With so much excitement, competition in the field can be fierce. Data from large government projects can be a boon to smaller labs, says Clark, but individual investigators and those new to the field need to carve their own niche. “In the face of those big initiatives, smaller labs have the challenge of asking smaller and more unique questions as to the basic mechanisms underlying these epigenetic changes,” she says. Christopher Vakoc, an epigenetics researcher at Cold Spring Harbor Laboratory in New York, notes that the “tiny” lab he started in 2008 directly competed with several big pharmaceutical companies to discover a role for Brd4 — a 'reader' protein that binds to certain modified histones and modulates gene expression — in acute myeloid leukaemia (J. Zuber et al. Nature 478, 524–528; 2011). After his team's paper was published, Vakoc heard rumours that ten companies were racing to capitalize on the results.

There is also an intense demand for talent. In particular, epigenetics companies and individual labs need bioinformaticians as sequencing projects continue to dump terabytes of data into public databases (see Nature 482, 263–265; 2012).
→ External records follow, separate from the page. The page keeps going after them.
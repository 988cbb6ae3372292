use std::fmt::{self, Display, Formatter};

use crate::{
  generator::ast::{CoercionTarget, Modifier, ObjectField, ValidatorExpr},
  utils::text::{indent_continuation, js_property_key, js_string, js_value},
};

const INDENT: &str = "  ";

const NUMBER_PREPROCESS: &str = r#"(value) => (typeof value === "string" && value.trim() !== "" ? Number(value) : value)"#;
const BOOLEAN_PREPROCESS: &str = r#"(value) => (value === "true" ? true : value === "false" ? false : value)"#;
const UNIQUE_ITEMS_REFINE: &str =
  r#"(items) => new Set(items).size === items.length, { message: "Items must be unique" }"#;

impl Display for ValidatorExpr {
  fn fmt(&self, f: &mut Formatter<'_>) -> fmt::Result {
    match self {
      Self::Unknown => f.write_str("z.unknown()"),
      Self::Null => f.write_str("z.null()"),
      Self::Reference(target) => f.write_str(&target.identifier),
      Self::Primitive(primitive) => write!(f, "{primitive}"),
      Self::Literal(value) => write!(f, "z.literal({})", js_value(value)),
      Self::Enum(values) => {
        let values = values.iter().map(|value| js_string(value)).collect::<Vec<_>>();
        write!(f, "z.enum([{}])", values.join(", "))
      }
      Self::Object(fields) => write_object(f, fields),
      Self::Record(value) => write!(f, "z.record(z.string(), {value})"),
      Self::Array(items) => write!(f, "z.array({items})"),
      Self::Union(members) => {
        let members = members.iter().map(ToString::to_string).collect::<Vec<_>>();
        write!(f, "z.union([{}])", members.join(", "))
      }
      Self::Intersection(members) => {
        let mut members = members.iter();
        if let Some(first) = members.next() {
          write!(f, "{first}")?;
        }
        for member in members {
          write!(f, ".and({member})")?;
        }
        Ok(())
      }
      Self::Lazy(inner) => write!(f, "z.lazy(() => {inner})"),
      Self::Coerce { target, inner } => {
        let preprocess = match target {
          CoercionTarget::Number => NUMBER_PREPROCESS,
          CoercionTarget::Boolean => BOOLEAN_PREPROCESS,
        };
        write!(f, "z.preprocess({preprocess}, {inner})")
      }
      Self::Chain { base, modifiers } => {
        write!(f, "{base}")?;
        for modifier in modifiers {
          write!(f, "{modifier}")?;
        }
        Ok(())
      }
    }
  }
}

fn write_object(f: &mut Formatter<'_>, fields: &[ObjectField]) -> fmt::Result {
  if fields.is_empty() {
    return f.write_str("z.object({})");
  }
  writeln!(f, "z.object({{")?;
  for field in fields {
    let value = indent_continuation(&field.value.to_string(), INDENT);
    writeln!(f, "{INDENT}{}: {value},", js_property_key(&field.key))?;
  }
  f.write_str("})")
}

impl Display for Modifier {
  fn fmt(&self, f: &mut Formatter<'_>) -> fmt::Result {
    match self {
      Self::Gt(value) => write!(f, ".gt({value})"),
      Self::Gte(value) => write!(f, ".gte({value})"),
      Self::Lt(value) => write!(f, ".lt({value})"),
      Self::Lte(value) => write!(f, ".lte({value})"),
      Self::MultipleOf(value) => write!(f, ".multipleOf({value})"),
      Self::Length(len) => write!(f, ".length({len})"),
      Self::Min(len) => write!(f, ".min({len})"),
      Self::Max(len) => write!(f, ".max({len})"),
      Self::Nonempty => f.write_str(".nonempty()"),
      Self::Regex(pattern) => write!(f, ".regex(new RegExp({}))", js_string(pattern)),
      Self::UniqueItems => write!(f, ".refine({UNIQUE_ITEMS_REFINE})"),
      Self::Passthrough => f.write_str(".passthrough()"),
      Self::Optional => f.write_str(".optional()"),
      Self::Nullable => f.write_str(".nullable()"),
      Self::Describe(text) => write!(f, ".describe({})", js_string(text)),
      Self::Default(value) => write!(f, ".default({})", js_value(value)),
    }
  }
}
Although this is an opportunity for job hunters with computational training, it creates challenges for those opening labs for the first time, says Jun Song, a computational biologist who opened his lab at the University of California, San Francisco, in 2009. Song has struggled to compete with bigger labs to recruit graduate students and postdoctoral researchers, who often prefer the proven track-record and extensive connections offered by a well-established principal investigator. “We battle to get a talented bioinformatician,” says Clark. “Everybody wants their own.”
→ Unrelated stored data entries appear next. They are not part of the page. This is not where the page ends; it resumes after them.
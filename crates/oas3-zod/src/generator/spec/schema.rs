use indexmap::IndexMap;
use itertools::Itertools;
use serde::{Deserialize, Deserializer};
use serde_json::{Number, Value};

/// A schema node classified into exactly one shape.
///
/// Documents are deserialized through a permissive raw form and classified once,
/// so every consumer dispatches on [`SchemaKind`] instead of probing which keys
/// happen to be present.
#[derive(Debug, Clone, PartialEq, Deserialize)]
#[serde(from = "SchemaRepr")]
pub struct SchemaNode {
  pub kind: SchemaKind,
  /// Set by 3.0 `nullable: true` or by a 3.1 type list containing `"null"`.
  pub nullable: bool,
  pub description: Option<String>,
  pub default: Option<Value>,
}

#[derive(Debug, Clone, PartialEq)]
pub enum SchemaKind {
  Reference(String),
  AllOf(Vec<SchemaNode>),
  Union(UnionShape),
  Object(ObjectShape),
  Array(ArrayShape),
  String(StringShape),
  Number(NumericShape),
  Integer(NumericShape),
  Boolean,
  Enum {
    values: Vec<Value>,
    primitive: Option<PrimitiveKind>,
  },
  Const {
    value: Value,
    primitive: Option<PrimitiveKind>,
  },
  Null,
  /// A 3.1 type list with more than one non-null member, one node per member.
  MultiType(Vec<SchemaNode>),
  Any,
}

#[derive(Debug, Clone, Copy, PartialEq, Eq, strum::Display)]
pub enum UnionKind {
  #[strum(to_string = "oneOf")]
  OneOf,
  #[strum(to_string = "anyOf")]
  AnyOf,
}

#[derive(Debug, Clone, PartialEq)]
pub struct UnionShape {
  pub kind: UnionKind,
  pub variants: Vec<SchemaNode>,
  pub discriminator: Option<Discriminator>,
}

#[derive(Debug, Clone, PartialEq, Deserialize)]
#[serde(rename_all = "camelCase")]
pub struct Discriminator {
  pub property_name: String,
  #[serde(default)]
  pub mapping: IndexMap<String, String>,
}

#[derive(Debug, Clone, PartialEq, Default)]
pub struct ObjectShape {
  pub properties: IndexMap<String, SchemaNode>,
  pub required: Vec<String>,
  pub additional_properties: Option<AdditionalProperties>,
}

impl ObjectShape {
  pub fn is_required(&self, property: &str) -> bool {
    self.required.iter().any(|name| name == property)
  }
}

#[derive(Debug, Clone, PartialEq, Deserialize)]
#[serde(untagged)]
pub enum AdditionalProperties {
  Flag(bool),
  Schema(Box<SchemaNode>),
}

#[derive(Debug, Clone, PartialEq, Default)]
pub struct ArrayShape {
  pub items: Option<Box<SchemaNode>>,
  pub min_items: Option<u64>,
  pub max_items: Option<u64>,
  pub unique_items: bool,
}

#[derive(Debug, Clone, PartialEq, Default)]
pub struct StringShape {
  pub format: Option<String>,
  pub min_length: Option<u64>,
  pub max_length: Option<u64>,
  pub pattern: Option<String>,
}

#[derive(Debug, Clone, PartialEq, Default)]
pub struct NumericShape {
  pub format: Option<String>,
  pub minimum: Option<Bound>,
  pub maximum: Option<Bound>,
  pub multiple_of: Option<Number>,
}

#[derive(Debug, Clone, PartialEq)]
pub struct Bound {
  pub value: Number,
  pub exclusive: bool,
}

impl Bound {
  /// Combines the 3.0 (`minimum` + boolean `exclusiveMinimum`) and 3.1 (numeric
  /// `exclusiveMinimum`) spellings of one bound. The numeric exclusive form wins
  /// when both are present.
  fn from_keywords(inclusive: Option<&Number>, exclusive: Option<&ExclusiveBound>) -> Option<Self> {
    match (inclusive, exclusive) {
      (_, Some(ExclusiveBound::Value(value))) => Some(Self {
        value: value.clone(),
        exclusive: true,
      }),
      (Some(value), flag) => Some(Self {
        value: value.clone(),
        exclusive: matches!(flag, Some(ExclusiveBound::Flag(true))),
      }),
      (None, _) => None,
    }
  }
}

/// How a primitive arrives when it has to be parsed out of a string.
#[derive(Debug, Clone, Copy, PartialEq, Eq)]
pub enum PrimitiveKind {
  Numeric,
  Boolean,
}

impl SchemaNode {
  pub fn new(kind: SchemaKind) -> Self {
    Self {
      kind,
      nullable: false,
      description: None,
      default: None,
    }
  }

  pub fn any() -> Self {
    Self::new(SchemaKind::Any)
  }

  #[cfg(test)]
  pub fn reference(ref_path: impl Into<String>) -> Self {
    Self::new(SchemaKind::Reference(ref_path.into()))
  }

  pub fn ref_path(&self) -> Option<&str> {
    match &self.kind {
      SchemaKind::Reference(ref_path) => Some(ref_path),
      _ => None,
    }
  }

  /// True for `{type: "null"}` or `{nullable: true}` with nothing else attached.
  ///
  /// Inside `allOf` these members only contribute nullability.
  pub fn is_nullable_marker(&self) -> bool {
    let bare = self.description.is_none() && self.default.is_none();
    match self.kind {
      SchemaKind::Null => bare,
      SchemaKind::Any => bare && self.nullable,
      _ => false,
    }
  }

  /// Underlying wire type when it is numeric or boolean. Enum and const
  /// nodes report the type their literals were declared with.
  pub fn primitive_kind(&self) -> Option<PrimitiveKind> {
    match self.kind {
      SchemaKind::Number(_) | SchemaKind::Integer(_) => Some(PrimitiveKind::Numeric),
      SchemaKind::Boolean => Some(PrimitiveKind::Boolean),
      SchemaKind::Enum { primitive, .. } | SchemaKind::Const { primitive, .. } => primitive,
      _ => None,
    }
  }

  /// Direct child schemas, in document order.
  pub fn children(&self) -> Vec<&SchemaNode> {
    match &self.kind {
      SchemaKind::AllOf(members) | SchemaKind::MultiType(members) => members.iter().collect(),
      SchemaKind::Union(union) => union.variants.iter().collect(),
      SchemaKind::Object(object) => {
        let mut children = object.properties.values().collect::<Vec<_>>();
        if let Some(AdditionalProperties::Schema(value)) = &object.additional_properties {
          children.push(&**value);
        }
        children
      }
      SchemaKind::Array(array) => array.items.iter().map(|items| &**items).collect(),
      _ => vec![],
    }
  }

  /// Visits every `$ref` in this subtree in depth-first document order.
  pub fn visit_refs<'a>(&'a self, visitor: &mut impl FnMut(&'a str)) {
    if let Some(ref_path) = self.ref_path() {
      visitor(ref_path);
    }
    for child in self.children() {
      child.visit_refs(visitor);
    }
  }

  pub fn ref_paths(&self) -> Vec<&str> {
    let mut refs = vec![];
    self.visit_refs(&mut |ref_path| refs.push(ref_path));
    refs
  }
}

#[derive(Deserialize)]
#[serde(untagged)]
enum SchemaRepr {
  Bool(bool),
  Object(Box<RawSchema>),
}

impl From<SchemaRepr> for SchemaNode {
  fn from(repr: SchemaRepr) -> Self {
    match repr {
      // `false` is not modeled; both spellings accept anything.
      SchemaRepr::Bool(true | false) => Self::any(),
      SchemaRepr::Object(raw) => Self::from(*raw),
    }
  }
}

#[derive(Debug, Clone, Deserialize)]
#[serde(untagged)]
enum ExclusiveBound {
  Flag(bool),
  Value(Number),
}

#[derive(Debug, Clone, Default, Deserialize)]
#[serde(rename_all = "camelCase")]
struct RawSchema {
  #[serde(rename = "$ref")]
  reference: Option<String>,
  #[serde(rename = "type", default, deserialize_with = "one_or_many")]
  schema_type: Vec<String>,
  format: Option<String>,
  #[serde(default)]
  nullable: bool,
  all_of: Option<Vec<SchemaNode>>,
  one_of: Option<Vec<SchemaNode>>,
  any_of: Option<Vec<SchemaNode>>,
  discriminator: Option<Discriminator>,
  properties: Option<IndexMap<String, SchemaNode>>,
  #[serde(default)]
  required: Vec<String>,
  additional_properties: Option<AdditionalProperties>,
  items: Option<Box<SchemaNode>>,
  min_items: Option<u64>,
  max_items: Option<u64>,
  #[serde(default)]
  unique_items: bool,
  minimum: Option<Number>,
  maximum: Option<Number>,
  exclusive_minimum: Option<ExclusiveBound>,
  exclusive_maximum: Option<ExclusiveBound>,
  multiple_of: Option<Number>,
  min_length: Option<u64>,
  max_length: Option<u64>,
  pattern: Option<String>,
  #[serde(rename = "enum")]
  enum_values: Option<Vec<Value>>,
  #[serde(rename = "const", default, deserialize_with = "present")]
  const_value: Option<Value>,
  description: Option<String>,
  #[serde(default, deserialize_with = "present")]
  default: Option<Value>,
}

/// Keeps an explicit `null` as `Some(Value::Null)`; only an absent key is `None`.
fn present<'de, D>(deserializer: D) -> Result<Option<Value>, D::Error>
where
  D: Deserializer<'de>,
{
  Value::deserialize(deserializer).map(Some)
}

fn one_or_many<'de, D>(deserializer: D) -> Result<Vec<String>, D::Error>
where
  D: Deserializer<'de>,
{
  #[derive(Deserialize)]
  #[serde(untagged)]
  enum OneOrMany {
    One(String),
    Many(Vec<String>),
  }

  Ok(match OneOrMany::deserialize(deserializer)? {
    OneOrMany::One(single) => vec![single],
    OneOrMany::Many(many) => many,
  })
}

impl From<RawSchema> for SchemaNode {
  fn from(raw: RawSchema) -> Self {
    if let Some(ref_path) = raw.reference {
      return Self {
        kind: SchemaKind::Reference(ref_path),
        nullable: false,
        description: raw.description,
        default: None,
      };
    }

    let kind = raw.classify();
    let nullable = !matches!(kind, SchemaKind::Null) && (raw.nullable || raw.has_null_type());

    Self {
      kind,
      nullable,
      description: raw.description,
      default: raw.default,
    }
  }
}

impl RawSchema {
  fn has_null_type(&self) -> bool {
    self.schema_type.iter().any(|t| t == "null")
  }

  fn non_null_types(&self) -> Vec<&str> {
    self
      .schema_type
      .iter()
      .map(String::as_str)
      .filter(|t| *t != "null")
      .collect()
  }

  fn classify(&self) -> SchemaKind {
    if let Some(members) = &self.all_of {
      return SchemaKind::AllOf(members.clone());
    }
    if let Some(variants) = &self.one_of {
      return self.union(UnionKind::OneOf, variants);
    }
    if let Some(variants) = &self.any_of {
      return self.union(UnionKind::AnyOf, variants);
    }
    if let Some(value) = &self.const_value {
      return SchemaKind::Const {
        value: value.clone(),
        primitive: self.literal_primitive(std::slice::from_ref(value)),
      };
    }
    if let Some(values) = &self.enum_values {
      return SchemaKind::Enum {
        values: values.clone(),
        primitive: self.literal_primitive(values),
      };
    }

    match self.non_null_types().as_slice() {
      [] if self.properties.is_some() || self.additional_properties.is_some() => self.object(),
      [] if self.items.is_some() => self.array(),
      [] if self.has_null_type() => SchemaKind::Null,
      [] => SchemaKind::Any,
      [single] => self.kind_for_type(single),
      many => SchemaKind::MultiType(many.iter().map(|t| self.single_type_node(t)).collect()),
    }
  }

  fn kind_for_type(&self, schema_type: &str) -> SchemaKind {
    match schema_type {
      "object" => self.object(),
      "array" => self.array(),
      "string" => SchemaKind::String(StringShape {
        format: self.format.clone(),
        min_length: self.min_length,
        max_length: self.max_length,
        pattern: self.pattern.clone(),
      }),
      "number" => SchemaKind::Number(self.numeric()),
      "integer" => SchemaKind::Integer(self.numeric()),
      "boolean" => SchemaKind::Boolean,
      _ => SchemaKind::Any,
    }
  }

  /// The declared type of an enum or const, or the type every non-null
  /// literal shares when none is declared.
  fn literal_primitive(&self, values: &[Value]) -> Option<PrimitiveKind> {
    match self.non_null_types().as_slice() {
      ["number" | "integer"] => Some(PrimitiveKind::Numeric),
      ["boolean"] => Some(PrimitiveKind::Boolean),
      [] => {
        let kinds = values
          .iter()
          .filter(|value| !value.is_null())
          .map(|value| match value {
            Value::Number(_) => Some(PrimitiveKind::Numeric),
            Value::Bool(_) => Some(PrimitiveKind::Boolean),
            _ => None,
          })
          .collect::<Option<Vec<_>>>()?;
        kinds.iter().all_equal_value().ok().copied()
      }
      _ => None,
    }
  }

  fn single_type_node(&self, schema_type: &str) -> SchemaNode {
    SchemaNode::new(self.kind_for_type(schema_type))
  }

  fn union(&self, kind: UnionKind, variants: &[SchemaNode]) -> SchemaKind {
    SchemaKind::Union(UnionShape {
      kind,
      variants: variants.to_vec(),
      discriminator: self.discriminator.clone(),
    })
  }

  fn object(&self) -> SchemaKind {
    SchemaKind::Object(ObjectShape {
      properties: self.properties.clone().unwrap_or_default(),
      required: self.required.clone(),
      additional_properties: self.additional_properties.clone(),
    })
  }

  fn array(&self) -> SchemaKind {
    SchemaKind::Array(ArrayShape {
      items: self.items.clone(),
      min_items: self.min_items,
      max_items: self.max_items,
      unique_items: self.unique_items,
    })
  }

  fn numeric(&self) -> NumericShape {
    NumericShape {
      format: self.format.clone(),
      minimum: Bound::from_keywords(self.minimum.as_ref(), self.exclusive_minimum.as_ref()),
      maximum: Bound::from_keywords(self.maximum.as_ref(), self.exclusive_maximum.as_ref()),
      multiple_of: self.multiple_of.clone(),
    }
  }
}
Ultimately, Song looked outside biology to recruit three postdocs, two of whom he lured away from high-energy particle physics and the third from applied mathematics. Song himself was trained as a physicist, and says that epigenetics and epigenomics offer a range of challenging computational questions that can entice researchers from other fields. “It would be great to have someone already trained in both biology and computation,” he says. “But as biology becomes more quantitative as a field, I also believe that it's important to bring in new computational scientists and train them in biology.”

The opportunity for cross-disciplinary training in epigenetics can be an advantage for bioinformaticians and molecular biologists alike, says Garcia. “It makes you a more well-rounded scientist,” he says. “And that's what you need these days to compete in the job market.”